“Es que estoy muy enfadado, no sé si debería hablar”, dice Rafael Benavent. Él es delegado de CSIF y profesor en el IES Consuelo Aranda de Alberic. Habla con una compañera, sin soltar la pancarta, de cómo han perdido ya 1.200 euros en lo que llevamos de semana tras cinco días de huelga indefinida que hoy han llegado a su cenit tras la falta de acuerdo ayer con la Conselleria de Educación. “Estamos hasta las narices, la propuesta que nos hizo ayer no es de recibo”, dice.

Su voz se nota cansada, pero no físicamente. Su torrente de voz se eleva entre los pitos, batucadas y gritos de todo tipo, muchos de ellos contra la consellera de Educación, Carmen Ortí: “Ortí, escucha, esto es una revuelta” o “consellera, dimisión” copan los cánticos. También hay pancartas para llamar a la generación Z como “Six-seven alumnos menos por aula”, en referencia al viral dicho de las redes sociales y cánticos versionando a cantantes como Bad Bunny: “Por la mañana, papeleo, por la tarde reunión, estoy hasta el moño de esta Educación”.

Mientras, la ministra de Universidades y secretaria general del PSPV, Diana Morant, se acerca con una sonrisa de oreja a oreja a saludar a los representantes sindicales que encabezan la marcha, pero pronto se desvanece en la multitud. Al poco, aparece la portavoz de Compromís en el Ayuntamiento, Papi Robles, quien también se aparta tras saludar a Ana García, secretaria general de CCOO PV, y Tino Calero, secretario general de UGT PV. También se dejaran ver por la manifestación Mónica Oltra y Joan Baldoví, pero no juntos, cada uno por su lado.

Era imposible calcular a simple vista los 35.000 profesores congregados, según datos de Delegación de Gobierno, que forman una columna humana que que les ha congregado antes de dar comienzo a la marcha a las doce del mediodía desde la plaza San Agustín hasta el inicio de la calle Colón. A las 12:00, la multitud hace que a la cabeza de la manifestación le cueste arrancar, atrapada en medio del gentío. “Segundo intento, avanzamos”, grita Marc Almela, portavoz de Acción Sindical de STEPV, el sindicato mayoritario, en lo que parece un símil con las negociaciones con Educación. Esta vez comienzan a caminar, aunque más lento que una procesión. La banda de música que encabeza la manifestación acompaña con un ritmo de cortejo fúnebre, precedidos por un centenar de profesores de negro con un féretro.

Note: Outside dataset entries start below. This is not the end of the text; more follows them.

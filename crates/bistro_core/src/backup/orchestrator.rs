//! The backup/restore state machine.

use super::dialect::DumpDialect;
use super::inspect::{has_magic, DumpAnalysis};
use super::naming::{self, BackupEntry, BackupFormat};
use super::tool::{Invocation, ToolOutput, ToolRunner};
use super::{
    BackupConfig, BackupOutcome, BackupPhase, BackupReport, Operation, PhaseEvent,
    RestoreReport, RestoreRequest,
};
use crate::cache::{CacheSet, ReloadSummary};
use crate::concurrency::{Executors, TaskHandle};
use crate::error::{CoreError, CoreResult};
use crate::handle::PersistenceHandle;
use chrono::{Local, Utc};
use parking_lot::Mutex;
use std::fs;
use std::io;
use std::path::Path;
use std::sync::atomic::{AtomicBool, Ordering};
use std::sync::mpsc::{self, Receiver, Sender};
use std::sync::Arc;
use std::time::{Duration, Instant};

/// Runs backups and restores one at a time.
///
/// # Example
///
/// ```rust,ignore
/// let report = ctx.backup().create_backup("nightly", None)?;
/// println!("wrote {} ({} bytes)", report.file_name, report.size);
///
/// let report = ctx.backup().restore(RestoreRequest::new(report.file_name).confirm())?;
/// assert_eq!(report.loaded.restaurants, ctx.restaurants().len());
/// ```
pub struct BackupOrchestrator {
    config: BackupConfig,
    dialect: Arc<dyn DumpDialect>,
    runner: Arc<dyn ToolRunner>,
    handle: Arc<PersistenceHandle>,
    executors: Arc<Executors>,
    caches: CacheSet,
    phase: Mutex<BackupPhase>,
    busy: Mutex<()>,
    cancelled: AtomicBool,
    subscribers: Mutex<Vec<Sender<PhaseEvent>>>,
}

/// Output of the load and repair steps.
struct Loaded {
    output: Vec<String>,
    warnings: Vec<String>,
}

/// Lines a tool printed that look like trouble despite a zero exit code.
fn suspicious_lines(output: &ToolOutput) -> Vec<String> {
    output
        .lines
        .iter()
        .filter(|l| {
            let lower = l.to_ascii_lowercase();
            lower.contains("error") || lower.contains("warning")
        })
        .cloned()
        .collect()
}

A las 13:15, el féretro que encabeza la manifestación llega a la plaza del Ayuntamiento y da caza a la cola de la manifestación, todavía sin dar un paso, ante unos exasperados profesores que llevaban dos horas sin avanzar. Muchos se plantean si no sería mejor recortar por el paseo de Ruzafa para ir a una plaza del Ayuntamiento que se abarrota cuando empiezan a caer las primeras gotas del cielo encapotado de Valencia: «No nos parará la lluvia», grita una portavoz, amplificada por siete grandes altavoces que resuenan entre la multitud.

Sin datos oficiales de participación en la manifestación de Valencia, Educación ha anunciado un 35,64% de seguimiento de la huelga indefinida en toda la Comunitat Valenciana a las 13:00 horas, un 15% más que ayer. Un dato que sube al 39,64% en Valencia, 36,53% en Castellón y 30,64% en Alicante.

El enfado es palpable entre los miles de profesores, que esperaban ayer jueves un gesto de la Conselleria y no un documento sin propuesta salarial más allá de los 1.025 euros brutos al año repartidos entre los tres próximos años ofrecida la semana pasada.

En las pancartas se ven de todos los municipios: Banyeres de Mariola, Pedreguer, Torrent, Algimia d’Alfara, Sagunto, Benicarló e incluso Morella del IES Els Ports, el último pueblo al norte de la Comunitat Valenciana. De allí han venido una decena de profesores y les ha costado “unas tres horas llegar”.

Una profesora que prefiere no revelar su nombre lleva allí desde 1991 y es la primera vez que vienen a una manifestación educativa a Valencia y llevan casi dos horas parados frente a la plaza de Toros. “Las relaciones con los alumnos son muy personales, algunos padres nos han dado ánimos”, relata.